Politics: Mobs targeting local politicians
With roughly four and a half months to go before Election Day 2018, violence against politicians is reaching unprecedented levels; just since September 19 local politicians including current and former municipal presidents, and those looking to run for such offices, have been murdered. The fact that such violence is being directed at the local level partially reflects the extent to which organized crime has become increasingly atomized into gangs for whom control of local governments and police departments has become increasingly indispensable to their focus on crimes such as extortion, kidnapping and robbery.
Local governments and politicians have long been in the crosshairs of organized crime, but this campaign season it is also magnified by the extent to which Mexico's electoral calendar has been changed to assure that an overwhelming number of state and municipal offices will be filled on the same day the country elects a new president and congress.

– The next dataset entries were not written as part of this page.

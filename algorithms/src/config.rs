//! Option structs for the tunable routines.
//!
//! Every struct has a `Default` matching the classic textbook parameters, so
//! the plain entry points (`find_path`, `bucket_sort`, ...) never need one.

use serde::{Deserialize, Serialize};

use crate::error::{AlgorithmError, Result};

/// How the A* open set treats a coordinate that is already queued.
#[derive(Clone, Copy, Debug, Default, PartialEq, Eq, Serialize, Deserialize)]
#[serde(rename_all = "snake_case")]
pub enum FrontierPolicy {
    /// Track the best known g per coordinate and only enqueue strict improvements.
    #[default]
    BestKnown,
    /// Enqueue every unvisited neighbour, duplicates included.
    Lazy,
}

#[derive(Clone, Copy, Debug, Default, PartialEq, Eq, Serialize, Deserialize)]
pub struct PathOptions {
    frontier: FrontierPolicy,
}

impl PathOptions {
    pub fn new(frontier: FrontierPolicy) -> Self {
        Self { frontier }
    }
    pub fn lazy() -> Self {
        Self::new(FrontierPolicy::Lazy)
    }
    pub fn frontier(&self) -> FrontierPolicy {
        self.frontier
    }
}

#[derive(Clone, Copy, Debug, PartialEq, Eq, Serialize, Deserialize)]
pub struct BucketSortOptions {
    buckets: usize,
}

impl BucketSortOptions {
    pub fn new(buckets: usize) -> Result<Self> {
        if buckets < 2 {
            return Err(AlgorithmError::invalid(format!(
                "bucket sort needs at least 2 buckets, got {buckets}"
            )));
        }
        Ok(Self { buckets })
    }
    pub fn buckets(&self) -> usize {
        self.buckets
    }
}

impl Default for BucketSortOptions {
    fn default() -> Self {
        Self { buckets: 10 }
    }
}

#[derive(Clone, Copy, Debug, PartialEq, Eq, Serialize, Deserialize)]
pub struct RadixSortOptions {
    base: u64,
}

impl RadixSortOptions {
    pub const MAX_BASE: u64 = 1 << 16;

    pub fn new(base: u64) -> Result<Self> {
        if !(2..=Self::MAX_BASE).contains(&base) {
            return Err(AlgorithmError::invalid(format!(
                "radix base must be within 2..={}, got {base}",
                Self::MAX_BASE
            )));
        }
        Ok(Self { base })
    }
    pub fn base(&self) -> u64 {
        self.base
    }
}

impl Default for RadixSortOptions {
    fn default() -> Self {
        Self { base: 10 }
    }
}

#[derive(Clone, Copy, Debug, PartialEq, Eq, Serialize, Deserialize)]
pub struct CountingSortOptions {
    max_range: u64,
}

impl CountingSortOptions {
    pub fn new(max_range: u64) -> Self {
        Self { max_range }
    }
    /// Widest `max - min + 1` the count table may cover.
    pub fn max_range(&self) -> u64 {
        self.max_range
    }
}

impl Default for CountingSortOptions {
    fn default() -> Self {
        Self { max_range: 1 << 24 }
    }
}
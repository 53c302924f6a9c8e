//! LSD radix sort over `i64`.
//!
//! Variables:
//!   b       = base (options, default 10)
//!   key(v)  = v - min  as u64    (order preserving, handles negatives)
//!
//! Equations:
//!   pass k:  stable distribute by (key(v) / b^k) mod b, then concatenate
//!   passes   = number of base-b digits of max key

use crate::config::RadixSortOptions;
use crate::error::{AlgorithmError, Result};

pub fn radix_sort(arr: &mut [i64]) {
    sort_by_digits(arr, RadixSortOptions::default().base());
}

pub fn radix_sort_with(arr: &mut [i64], options: &RadixSortOptions) -> Result<()> {
    let base = options.base();
    if !(2..=RadixSortOptions::MAX_BASE).contains(&base) {
        return Err(AlgorithmError::invalid(format!("unsupported radix base {base}")));
    }
    sort_by_digits(arr, base);
    Ok(())
}

fn sort_by_digits(arr: &mut [i64], base: u64) {
    let Some(&min) = arr.iter().min() else {
        return;
    };
    let key = |v: i64| (v as u64).wrapping_sub(min as u64);
    let max_key = arr.iter().map(|&v| key(v)).max().unwrap_or(0);

    let mut buckets: Vec<Vec<i64>> = vec![Vec::new(); base as usize];
    let mut place: u64 = 1;
    loop {
        for &v in arr.iter() {
            buckets[((key(v) / place) % base) as usize].push(v);
        }
        for (slot, v) in arr
            .iter_mut()
            .zip(buckets.iter_mut().flat_map(|b| b.drain(..)))
        {
            *slot = v;
        }
        match place.checked_mul(base) {
            Some(next) if next <= max_key => place = next,
            _ => break,
        }
    }
}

This poses an obvious need for heightened protection for candidates and campaigns, but less obvious is how and by whom such security should be provided. That issue demands a serious discussion, which in recent days has tended to revolve around a complaint by the future presidential candidate for "Mexico in Front", who charged that he had been trailed by personnel from the country's main civilian intelligence agency (Cisen). The matter of by whom and how such security is to be provided involves broader issues regarding the very delicate question as to whether there are instances in which intelligence agencies such as Cisen can legitimately monitor political activities, and whether other agencies such as the Federal Police and/or the Presidential Guard would be more appropriate for security services, as well as how to combine a minimum of security with a maximum degree of respect for political freedoms?
If the federal government and political parties want to limit the threat of uncontrolled violence affecting election processes - so far three people competing for nominations to municipal office have been killed in the states of Guerrero and Mexico - they must jointly define the security protocols that minimize such risks based on a risk map, which the Cisen would be expected to develop.